@calvinhobbesliker:
I heard that Dowding in fact didn’t want to defend the Channel convoys at all (and suggested that ships not use the Channel), but his government or the RN wanted to preserve prestige and so forced him to defend the convoys?
I hadn’t heard about that, but I can well believe that such pressures were applied on Dowding from those sources. Dowding was a tough character, so perhaps his “bare minimum fighter commitment” approach was a bare minimum in more ways than one: the smallest amount to which he was willing to compromise.

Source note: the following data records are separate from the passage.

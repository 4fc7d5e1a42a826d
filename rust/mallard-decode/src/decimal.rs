//! Decimal and 128-bit integer decoding.
//!
//! A `DECIMAL(width, scale)` column stores its mantissa in the narrowest of
//! four signed integer storage classes that can hold `width` decimal digits.
//! The class is selected solely by the declared width, never probed from the
//! data:
//!
//! | declared width | storage   | slot size |
//! |----------------|-----------|-----------|
//! | 1..=4          | `i16`     | 2 bytes   |
//! | 5..=9          | `i32`     | 4 bytes   |
//! | 10..=18        | `i64`     | 8 bytes   |
//! | 19..=38        | `i128`    | 16 bytes  |

use mallard_common::{Result, error::Error};

use crate::value::{Decimal, Hugeint, Uhugeint};
use crate::view::ByteView;

/// Maximum declared width of a decimal column, in decimal digits.
pub const MAX_DECIMAL_WIDTH: u8 = 38;

/// Returns the physical slot size in bytes for a decimal of the declared
/// `width`, or `InvalidDecimalWidth` if the width is outside `[1, 38]`.
pub fn decimal_storage_size(width: u8) -> Result<usize> {
    match width {
        1..=4 => Ok(2),
        5..=9 => Ok(4),
        10..=18 => Ok(8),
        19..=38 => Ok(16),
        _ => Err(Error::invalid_decimal_width(width)),
    }
}

/// Decodes the decimal mantissa at `row`, widening it to `i128`.
///
/// The 16-byte storage class is composed from its halves as
/// `(high << 64) | low`, with the high half carrying the sign.
pub fn decode_decimal(view: &ByteView, row: usize, width: u8, scale: u8) -> Result<Decimal> {
    let mantissa = match decimal_storage_size(width)? {
        2 => view.read_i16(row * 2)? as i128,
        4 => view.read_i32(row * 4)? as i128,
        8 => view.read_i64(row * 8)? as i128,
        _ => {
            let offset = row * 16;
            let low = view.read_u64(offset)?;
            let high = view.read_i64(offset + 8)?;
            ((high as i128) << 64) | low as i128
        }
    };
    Ok(Decimal {
        width,
        scale,
        mantissa,
    })
}

/// Decodes the 16-byte signed 128-bit integer at `row` as its lower/upper
/// halves. No composition is performed; see [`Hugeint::as_i128`].
pub fn decode_hugeint(view: &ByteView, row: usize) -> Result<Hugeint> {
    let offset = row * 16;
    Ok(Hugeint {
        lower: view.read_u64(offset)?,
        upper: view.read_i64(offset + 8)?,
    })
}

/// Decodes the 16-byte unsigned 128-bit integer at `row` as its lower/upper
/// halves.
pub fn decode_uhugeint(view: &ByteView, row: usize) -> Result<Uhugeint> {
    let offset = row * 16;
    Ok(Uhugeint {
        lower: view.read_u64(offset)?,
        upper: view.read_u64(offset + 8)?,
    })
}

Incicentally, one problem with using Ju-87 Stukas to attack merchant ships is that, as far as I know, Stuka pilots were trained to attack fixed targets on land rather than moving targets at sea. The Kriegsmarine, which in principle would have been better suited for the job, didn’t have a naval aviation arm, and the Luftwaffe was primarily a land-attack force intended to provide tactical support to the Army. Admittedly, most merchant ships don’t move or maneuver very fast, and I think I’ve seen footage of Stukas attempting to bomb moving trains (allowing of course of the fact that they move on fixed railroad tracks, which helps with the aiming of bombs), so the Stuka wouldn’t have been totally unsuitable for the job (cannon-armed versions were even used later in the war to attack Soviet tanks), but it still would have been a case of improvising an unplanned new capability at the last minute – similarly to the whole concept of using river barges as amphibious landing craft for Sea Lion.